Periodic steady-state flow crystallization of a pharmaceutical drug using MSMPR operation

In this paper a novel concept of periodic mixed suspension mixed product removal (PMSMPR) crystallization process is demonstrated. An integrated array of process analytical technologies (PAT), based on attenuated total reflectance ultra violet/visible spectroscopy (ATR-UV/vis), focused beam reflectance measurement (FBRM), particle vision microscopy (PVM) and Raman spectroscopy, and in-house developed crystallization process informatics system software (CryPRINS) were used to monitor the periodic steady-state flow crystallization of paracetamol (PCM). Periodic steady-state is a new concept defined as a state of a system that maintains itself despite transitory effects caused by periodic, but controlled disruptions (state of controlled operation).
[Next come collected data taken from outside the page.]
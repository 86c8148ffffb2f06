//! Top-level system: owns the bus exclusively and drives the
//! scheduler/display-sink/debug-overlay loop (spec.md §5, §6).

use std::fs::OpenOptions;
use std::io::Write;
use std::path::Path;

use log::{error, warn};

use crate::cpu::Cpu;
use crate::debug::DebugOverlay;
use crate::display::DisplaySink;
use crate::error::EmulatorError;
use crate::memory::MemoryBus;
use crate::scheduler::{FrameOutcome, Scheduler};

const JOYPAD_OFFSET: u16 = 0xFF00;

/// Ties the CPU interpreter, memory bus, PPU-driving scheduler, display
/// sink, and optional debug overlay together into one runnable system.
pub struct GameBoy {
    bus: MemoryBus,
    scheduler: Scheduler,
    trace_path: Option<String>,
}

impl GameBoy {
    pub fn new() -> Self {
        GameBoy {
            bus: MemoryBus::new(),
            scheduler: Scheduler::new(Cpu::new()),
            trace_path: None,
        }
    }

    pub fn load_cartridge(&mut self, path: impl AsRef<Path>) -> Result<(), EmulatorError> {
        let cartridge = crate::cartridge::Cartridge::load(path)?;
        self.bus.insert_cartridge(cartridge);
        Ok(())
    }

    pub fn enable_trace(&mut self, path: impl Into<String>) {
        self.trace_path = Some(path.into());
    }

    /// Run until the sink requests shutdown or the CPU hits an unknown
    /// opcode. `max_frames`, when `Some`, bounds a headless run.
    pub fn run(
        &mut self,
        sink: &mut dyn DisplaySink,
        overlay: &mut dyn DebugOverlay,
        max_frames: Option<u64>,
    ) -> Result<(), EmulatorError> {
        let mut frames_run: u64 = 0;
        loop {
            if let Some(limit) = max_frames {
                if frames_run >= limit {
                    return Ok(());
                }
            }

            overlay.on_frame(&self.scheduler.cpu().debug_snapshot(&self.bus));

            let trace_path = self.trace_path.clone();
            let outcome = self.scheduler.run_frame(&mut self.bus, move |pc, opcode| {
                if let Some(path) = &trace_path {
                    Self::append_trace_line(path, pc, opcode);
                }
            })?;
            let FrameOutcome::Rendered(frame) = outcome;

            let joypad = sink.joypad();
            let select = self.bus.read8(JOYPAD_OFFSET);
            let select_directions = select & 0x10 == 0;
            let select_buttons = select & 0x20 == 0;
            self.bus
                .write8(JOYPAD_OFFSET, joypad.to_register(select_directions, select_buttons));

            frames_run += 1;
            if !sink.present(&frame) {
                return Ok(());
            }
        }
    }

    /// Appends one `PC=... op=...` line to the advisory trace file.
    /// Best-effort: a write failure is logged and otherwise ignored, since
    /// a trace file problem must never abort emulation (SPEC_FULL.md §6).
    fn append_trace_line(path: &str, pc: u16, opcode: u8) {
        let line = format!("PC={pc:04X} op={opcode:02X}\n");
        if let Err(e) = OpenOptions::new()
            .create(true)
            .append(true)
            .open(path)
            .and_then(|mut f| f.write_all(line.as_bytes()))
        {
            warn!("failed to append trace line to {path}: {e}");
        }
    }
}

impl Default for GameBoy {
    fn default() -> Self {
        Self::new()
    }
}

/// Logs the faulting PC and opcode for a fatal-opcode error, matching
/// spec.md §6's exit-code-1 contract.
pub fn report_fatal(err: &EmulatorError) {
    match err {
        EmulatorError::UnknownOpcode { pc, opcode } => {
            error!("unknown opcode {opcode:#04X} at PC={pc:#06X}");
        }
        EmulatorError::UnknownCbOpcode { pc, opcode } => {
            error!("unknown CB opcode {opcode:#04X} at PC={pc:#06X}");
        }
        other => error!("fatal: {other}"),
    }
}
This work also illustrates the concept of “state of controlled operation” (SCO) instead of “steady-state operation” as a state that can characterize continuous (periodic) operation. The PMSMPR was configured as either a single- or two-stage unit and operated for up to 11 residence times without blockage or encrustation problems. The number of PMSMPR stages, seed characteristics (size, shape and distribution), and use of recycle stream were the main variables that influenced the periodic operation, significantly affecting the extent of secondary nucleation and growth. The results further illustrate the use of PAT and information system tools together to determine when the periodic operation reaches a state of controlled operation (periodic steady-state). These tools provided a better understanding of the variables and operating procedures influencing the periodic operation.